The population analysis of the two phase II studies and the one phase III study was performed using NONMEM software version V (University of San Francisco) with the FO method.
Results
Data, which are normalized for a dose of 30 mg, are dispayed in figure 1; the 90% predicted interval, obtained as the 5th and 95th percentiles of 1000 simulations are surimposed on the observations on the top plot and the 10th, 50th and 90th percentiles of 1000 simulations are superimposed on the 10th, 50th and 90th percentiles of the observations on the bottom plot. We decided here in the second plot to represent the percentiles of the observations and not the observations themselves; there is less need for displaying the observations as the percentiles will reveal where the information in data is rich and where it is sparse. This VPC was satisfactory concerning the 90% predicted interval but less satisfactory for the median. The basic model was found to be a one compartment model with a first order absorption with a lag time, and a first order elimination. It was parameterized with the apparent volume of distribution (V/F), the apparent clearance (CL/F), the absorption rate constant (ka) and a lag time (Tlag). A correlation between CL/F and V/F and between ka and Tlag was estimated. A proportional error model was found to best describe the residual error model. The estimated population parameters are given in Table I.
Table I.
Population parameters | Basic model |
Final model |
||
---|---|---|---|---|
Estimate | RSE (%) | Estimate | RSE (%) | |
CL/F (L/h) | 0.91 | 2.3 | 0.88 | 2.0 |
V/F (L) | 19.7 | 10.9 | 27.0 | 5.9 |
θweight | - | - | 0.21 | 22.2 |
ka (h−1) | 0.32 | 20.0 | 0.38 | 9.1 |
Tlag (h) | 1.3 | 7.3 | 1.2 | 5.9 |
ω2CL/F | 0.19 | 6.3 | 0.19 | 6.3 |
ω2V/F | 0.12 | 13.9 | 0.07 | 16.4 |
ω2ka | 0.31 | 22.1 | 0.31 | 19.1 |
ω2Tlag | 0.60 | 29.1 | 0.60 | 30.1 |
Cov(V-CL) | 0.10 | 12.1 | 0.09 | 12.3 |
Cov(ka-Tlag) | 0.29 | 23.7 | 0.31 | 22.5 |
σ2 | 0.04 | 15.4 | 0.03 | 17.6 |
From that basic model, significant effects of the covariates on the individual estimates of the random effects were found for age, sex, race, weight, creatinine clearance, total plasma protein and alcohol habit. The final model with the lowest AIC, after performing backward elimination of the covariates included only a weight effect on V/F. The estimates of the population parameters of the final model are given in Table I. Goodness-of-fit plots are not shown here but were satisfactory.
EVALUATION BY SIMULATION: MODEL WITHOUT COVARIATE
Simulation design
We used the design of the second phase III study (number of subjects = 351 and number of observations = 973), the basic model and the parameters of Table I to simulate validation datasets (V). The null hypothesis (H0) is that data in the validation dataset V can be described by the model. We simulated 500 datasets V under the null hypothesis H0 in order to evaluate the type I error of different tests applied to several metrics or approaches. Simulation data were treated as the observations concerning BQL values.
Metrics evaluated under H0
We applied five metrics to each of the simulated datasets under H0.
The first metric is SPE, which are frequently used to evaluate nonlinear mixed effect models because they were computed in the main software used in population PKPD analyses, NONMEM(11), where they are reported under the name weighted residuals (WRES). SPE are defined as the difference between the observations and the predictions, standardized by the variance-covariance matrix of the observations. For each individual, the mean value and variance are computed using the first-order approximation around the mean of the model like in the first order linearization approach used in NONMEM. Under H0 and assuming the first-order approximation holds, the prediction errors SPEij, for a jth observation of a ith subject, should have a normal distribution with mean 0 and variance 1. SPE were computed under the name WRES using NONMEM for the validation datasets.
We evaluated the second metric, pd, for each simulated dataset. pd are computed as the percentile of each observation in the simulated predictive distribution under H0. Figure 2 shows graphically how pd are obtained.
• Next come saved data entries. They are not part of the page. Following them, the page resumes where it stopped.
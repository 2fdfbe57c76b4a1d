use crate::{
    config::{self, ScaffoldConfig},
    directories::{self, DirectoryOutcome},
    errors::{EntryKind, FileOperation, FilesystemConflict, IoError},
    plan::Plan,
    seeder::{self, SeedOutcome},
};
use std::{fs, io, path::Path};

#[derive(Debug, thiserror::Error, miette::Diagnostic)]
pub enum ScaffoldError {
    #[error(transparent)]
    #[diagnostic(transparent)]
    Config(#[from] config::ConfigError),

    #[error(transparent)]
    #[diagnostic(transparent)]
    Root(#[from] FilesystemConflict),

    #[error(transparent)]
    #[diagnostic(transparent)]
    Io(#[from] IoError),

    #[error(transparent)]
    #[diagnostic(transparent)]
    Directory(#[from] directories::DirectoryError),

    #[error(transparent)]
    #[diagnostic(transparent)]
    Seed(#[from] seeder::SeedError),
}

/// Everything a completed run did, in the order it happened.
#[derive(Debug, Clone, PartialEq, Eq)]
pub struct Summary {
    pub directories: Vec<DirectoryOutcome>,
    pub files: Vec<SeedOutcome>,
}
impl Summary {
    pub fn created_directories(&self) -> usize {
        self.directories
            .iter()
            .filter(|outcome| matches!(outcome, DirectoryOutcome::Created(_)))
            .count()
    }

    pub fn copied_files(&self) -> usize {
        self.files
            .iter()
            .filter(|outcome| matches!(outcome, SeedOutcome::Copied { .. }))
            .count()
    }
}

/// Loads the manifest at `path`, or the built-in layout when there is none.
pub fn load_config(path: Option<&Path>) -> Result<ScaffoldConfig, ScaffoldError> {
    match path {
        Some(path) => {
            log::debug!("loading manifest: {}", path.display());

            Ok(ScaffoldConfig::from_file(path)?)
        }
        None => Ok(ScaffoldConfig::default()),
    }
}

fn check_root(root: &Path) -> Result<(), ScaffoldError> {
    match fs::metadata(root) {
        Ok(metadata) if !metadata.is_dir() => {
            Err(FilesystemConflict::new(root.to_path_buf(), EntryKind::Directory).into())
        }
        Ok(_) => Ok(()),
        Err(error) if error.kind() == io::ErrorKind::NotFound => Ok(()),
        Err(error) => Err(IoError::new(FileOperation::Metadata, root.to_path_buf(), error).into()),
    }
}

/// Creates the configured directories under `root`, then seeds the configured templates.
///
/// Running it again on a scaffolded project changes nothing but re-copying templates.
///
/// # Errors
///
/// Returns a [`ScaffoldError`] if:
///
/// - `root` or a configured directory is occupied by a non-directory.
/// - A destination file is occupied by a directory.
/// - A template exists but is not a regular file.
/// - Any filesystem operation fails.
///
/// Nothing is rolled back: whatever was created before the failure stays.
pub fn scaffold(root: &Path, config: &ScaffoldConfig) -> Result<Summary, ScaffoldError> {
    check_root(root)?;

    log::debug!("scaffolding project at: {}", root.display());

    let directories = directories::initialize(root, &config.directories)?;

    let files = seeder::seed(root, &config.files)?;

    Ok(Summary { directories, files })
}

/// Works out what [`scaffold`] would do without modifying anything.
///
/// # Errors
///
/// Returns a [`ScaffoldError`] for the same conflicts [`scaffold`] would hit.
pub fn plan(root: &Path, config: &ScaffoldConfig) -> Result<Plan, ScaffoldError> {
    check_root(root)?;

    Plan::build(root, config)
}
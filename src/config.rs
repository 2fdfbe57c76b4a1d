use crate::{
    errors::{FileFormat, FileOperation, IoError, ParseError},
    utils::normalize_relative,
};
use indexmap::IndexMap;
use miette::Diagnostic;
use serde::Deserialize;
use std::{
    fs,
    path::{Path, PathBuf},
};
use thiserror::Error;

const DEFAULT_DIRECTORIES: [&str; 9] = [
    "src/contracts",
    "src/components/ui",
    "src/components/web3",
    "src/context",
    "src/hooks",
    "src/styles",
    "src/utils",
    "public",
    "scripts",
];

const DEFAULT_FILES: [(&str, &str); 2] = [
    (".env.example", ".env"),
    ("tailwind.config.js", "tailwind.config.js"),
];

#[derive(Debug, Error, Diagnostic)]
pub enum ConfigError {
    #[error("I/O error within config domain")]
    #[diagnostic(code(dappinit::config::io))]
    Io(#[from] IoError),

    #[error(transparent)]
    #[diagnostic(transparent)]
    Parse(#[from] ParseError),

    #[error("invalid path '{path}' in {section}")]
    #[diagnostic(
        code(dappinit::config::invalid_path),
        help("Paths must be relative to the project root and must not climb above it")
    )]
    InvalidPath { path: String, section: &'static str },

    #[error("'{path}' appears more than once as a {role} in files")]
    #[diagnostic(
        code(dappinit::config::duplicate_path),
        help("Each template and each destination may only be listed once")
    )]
    DuplicatePath { path: PathBuf, role: &'static str },
}

/// Manifest layout as written on disk. Missing keys keep the built-in values.
#[derive(Debug, Deserialize)]
#[serde(deny_unknown_fields)]
struct Manifest {
    directories: Option<Vec<String>>,
    files: Option<IndexMap<String, String>>,
}

/// Directories to create and template files to seed, all relative to the project root.
#[derive(Debug, Clone, PartialEq, Eq)]
pub struct ScaffoldConfig {
    pub directories: Vec<PathBuf>,
    pub files: IndexMap<PathBuf, PathBuf>,
}
impl Default for ScaffoldConfig {
    fn default() -> Self {
        Self {
            directories: DEFAULT_DIRECTORIES.iter().map(PathBuf::from).collect(),
            files: DEFAULT_FILES
                .iter()
                .map(|(source, destination)| (PathBuf::from(source), PathBuf::from(destination)))
                .collect(),
        }
    }
}
impl ScaffoldConfig {
    /// Builds a config from raw path strings, normalizing and validating each one.
    pub fn from_parts<D, F, S>(directories: D, files: F) -> Result<Self, ConfigError>
    where
        D: IntoIterator<Item = S>,
        F: IntoIterator<Item = (S, S)>,
        S: AsRef<str>,
    {
        Ok(Self {
            directories: checked_directories(directories)?,
            files: checked_files(files)?,
        })
    }

    pub fn from_toml_str(content: &str, origin: &Path) -> Result<Self, ConfigError> {
        let manifest: Manifest = toml::from_str(content).map_err(|error| {
            ParseError::new(FileFormat::Toml, origin.to_path_buf(), error)
        })?;

        let defaults = Self::default();

        let directories = match manifest.directories {
            Some(dirs) => checked_directories(dirs)?,
            None => defaults.directories,
        };

        let files = match manifest.files {
            Some(files) => checked_files(files)?,
            None => defaults.files,
        };

        Ok(Self { directories, files })
    }

    pub fn from_file<P: AsRef<Path>>(path: P) -> Result<Self, ConfigError> {
        let path = path.as_ref();

        let content = fs::read_to_string(path)
            .map_err(|error| IoError::new(FileOperation::Read, path.to_path_buf(), error))?;

        Self::from_toml_str(&content, path)
    }
}

fn checked_path(raw: &str, section: &'static str) -> Result<PathBuf, ConfigError> {
    normalize_relative(raw).ok_or_else(|| ConfigError::InvalidPath {
        path: raw.to_string(),
        section,
    })
}

fn checked_directories<D, S>(directories: D) -> Result<Vec<PathBuf>, ConfigError>
where
    D: IntoIterator<Item = S>,
    S: AsRef<str>,
{
    directories
        .into_iter()
        .map(|dir| checked_path(dir.as_ref(), "directories"))
        .collect()
}

fn checked_files<F, S>(files: F) -> Result<IndexMap<PathBuf, PathBuf>, ConfigError>
where
    F: IntoIterator<Item = (S, S)>,
    S: AsRef<str>,
{
    let mut mapping: IndexMap<PathBuf, PathBuf> = IndexMap::new();

    for (source, destination) in files {
        let source = checked_path(source.as_ref(), "files")?;
        let destination = checked_path(destination.as_ref(), "files")?;

        if mapping.contains_key(&source) {
            return Err(ConfigError::DuplicatePath {
                path: source,
                role: "template",
            });
        }
        if mapping.values().any(|existing| existing == &destination) {
            return Err(ConfigError::DuplicatePath {
                path: destination,
                role: "destination",
            });
        }

        mapping.insert(source, destination);
    }

    Ok(mapping)
}
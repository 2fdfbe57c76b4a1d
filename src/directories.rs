use crate::errors::{EntryKind, FileOperation, FilesystemConflict, IoError};
use miette::Diagnostic;
use std::{
    fs, io,
    path::{Path, PathBuf},
};
use thiserror::Error;

#[derive(Debug, Error, Diagnostic)]
pub enum DirectoryError {
    #[error("I/O error within directories domain")]
    #[diagnostic(code(dappinit::directories::io))]
    Io(#[from] IoError),

    #[error(transparent)]
    #[diagnostic(transparent)]
    Conflict(#[from] FilesystemConflict),
}

/// Current on-disk state of a configured directory.
#[derive(Debug, Clone, Copy, PartialEq, Eq)]
pub enum DirectoryStatus {
    Missing,
    Present,
}

#[derive(Debug, Clone, PartialEq, Eq)]
pub enum DirectoryOutcome {
    Created(PathBuf),
    AlreadyPresent(PathBuf),
}

/// Walks `relative` one segment at a time under `root` without modifying anything.
///
/// Stops at the first segment that does not exist yet. Any segment that exists but is not a
/// directory (symlinks are followed) is reported as a [`FilesystemConflict`].
pub fn inspect(root: &Path, relative: &Path) -> Result<DirectoryStatus, DirectoryError> {
    let mut current = root.to_path_buf();

    for component in relative.components() {
        current.push(component);

        match fs::metadata(&current) {
            Ok(metadata) if metadata.is_dir() => {}
            Ok(_) => {
                return Err(FilesystemConflict::new(current, EntryKind::Directory).into());
            }
            Err(error) if error.kind() == io::ErrorKind::NotFound => {
                return Ok(DirectoryStatus::Missing);
            }
            Err(error) => {
                return Err(IoError::new(FileOperation::Metadata, current, error).into());
            }
        }
    }

    Ok(DirectoryStatus::Present)
}

/// Makes sure every path in `directories` exists as a directory under `root`.
///
/// Missing parents are created along the way and existing directories are left alone. The
/// first conflict or I/O failure aborts the run; directories created before it stay.
///
/// # Errors
///
/// Returns a [`DirectoryError`] if:
///
/// - A path, or one of its parents, is occupied by something other than a directory.
/// - A directory cannot be inspected or created.
pub fn initialize(
    root: &Path,
    directories: &[PathBuf],
) -> Result<Vec<DirectoryOutcome>, DirectoryError> {
    let mut outcomes = Vec::with_capacity(directories.len());

    for relative in directories {
        let outcome = match inspect(root, relative)? {
            DirectoryStatus::Present => {
                log::debug!("directory already present: {}", relative.display());

                DirectoryOutcome::AlreadyPresent(relative.clone())
            }
            DirectoryStatus::Missing => {
                create_directory(&root.join(relative))?;

                log::debug!("created directory: {}", relative.display());

                DirectoryOutcome::Created(relative.clone())
            }
        };

        outcomes.push(outcome);
    }

    Ok(outcomes)
}

/// Creates `path` and any missing parents via [`std::fs::create_dir_all`].
///
/// Something that appeared in the way since [`inspect`] ran is still reported as a conflict.
fn create_directory(path: &Path) -> Result<(), DirectoryError> {
    match fs::create_dir_all(path) {
        Ok(()) => Ok(()),
        Err(error) if path.exists() && !path.is_dir() => {
            log::debug!("create_dir_all failed on {}: {}", path.display(), error);

            Err(FilesystemConflict::new(path.to_path_buf(), EntryKind::Directory).into())
        }
        Err(error) => Err(IoError::new(FileOperation::Mkdir, path.to_path_buf(), error).into()),
    }
}

#[cfg(test)]
mod tests {
    use super::*;

    fn dirs(paths: &[&str]) -> Vec<PathBuf> {
        paths.iter().map(PathBuf::from).collect()
    }

    #[test]
    fn creates_missing_directories_with_parents() {
        let root = tempfile::tempdir().unwrap();
        let wanted = dirs(&["src/components/ui", "public"]);

        let outcomes = initialize(root.path(), &wanted).unwrap();

        assert!(root.path().join("src/components/ui").is_dir());
        assert!(root.path().join("public").is_dir());
        assert_eq!(
            outcomes,
            vec![
                DirectoryOutcome::Created(PathBuf::from("src/components/ui")),
                DirectoryOutcome::Created(PathBuf::from("public")),
            ]
        );
    }

    #[test]
    fn existing_directory_is_a_no_op() {
        let root = tempfile::tempdir().unwrap();
        fs::create_dir_all(root.path().join("src/hooks")).unwrap();
        fs::write(root.path().join("src/hooks/useWallet.ts"), "export {}").unwrap();

        let outcomes = initialize(root.path(), &dirs(&["src/hooks"])).unwrap();

        assert_eq!(
            outcomes,
            vec![DirectoryOutcome::AlreadyPresent(PathBuf::from("src/hooks"))]
        );
        assert!(root.path().join("src/hooks/useWallet.ts").is_file());
    }

    #[test]
    fn second_run_reports_everything_present() {
        let root = tempfile::tempdir().unwrap();
        let wanted = dirs(&["src/context", "scripts"]);

        initialize(root.path(), &wanted).unwrap();
        let outcomes = initialize(root.path(), &wanted).unwrap();

        assert!(outcomes
            .iter()
            .all(|outcome| matches!(outcome, DirectoryOutcome::AlreadyPresent(_))));
    }

    #[test]
    fn file_in_place_of_directory_is_a_conflict() {
        let root = tempfile::tempdir().unwrap();
        fs::write(root.path().join("public"), "not a dir").unwrap();

        let error = initialize(root.path(), &dirs(&["public"])).unwrap_err();

        match error {
            DirectoryError::Conflict(conflict) => {
                assert_eq!(conflict.path, root.path().join("public"));
                assert_eq!(conflict.expected, EntryKind::Directory);
            }
            other => panic!("expected a conflict, got {other:?}"),
        }
    }

    #[test]
    fn file_in_place_of_parent_is_a_conflict() {
        let root = tempfile::tempdir().unwrap();
        fs::write(root.path().join("src"), "").unwrap();

        let error = inspect(root.path(), Path::new("src/hooks")).unwrap_err();

        assert!(matches!(
            error,
            DirectoryError::Conflict(FilesystemConflict { ref path, .. }) if path == &root.path().join("src")
        ));
    }

    #[test]
    fn conflict_aborts_without_touching_later_entries() {
        let root = tempfile::tempdir().unwrap();
        fs::write(root.path().join("scripts"), "").unwrap();

        let result = initialize(root.path(), &dirs(&["public", "scripts", "src/utils"]));

        assert!(result.is_err());
        assert!(root.path().join("public").is_dir());
        assert!(!root.path().join("src/utils").exists());
    }

    #[test]
    fn inspect_reports_missing_and_present() {
        let root = tempfile::tempdir().unwrap();
        fs::create_dir(root.path().join("src")).unwrap();

        assert_eq!(
            inspect(root.path(), Path::new("src")).unwrap(),
            DirectoryStatus::Present
        );
        assert_eq!(
            inspect(root.path(), Path::new("src/styles")).unwrap(),
            DirectoryStatus::Missing
        );
    }
}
For each observation (Yij), we perform Monte Carlo simulations to obtain the posterior predictive distribution and we compute the percentile of an observation in the whole marginal predictive distribution. When the distribution of the pd is represented as a histogram, we expect a uniform distribution under H0.
The third metric, NPDE, are obtained in a similar way as the pd, but using decorrelated and centered simulated and observed data(6). The empirical mean and variance of the simulated data for each subject are used for the decorrelation. By construction NPDEij follow a N(0, 1) distribution under H0 without any approximation.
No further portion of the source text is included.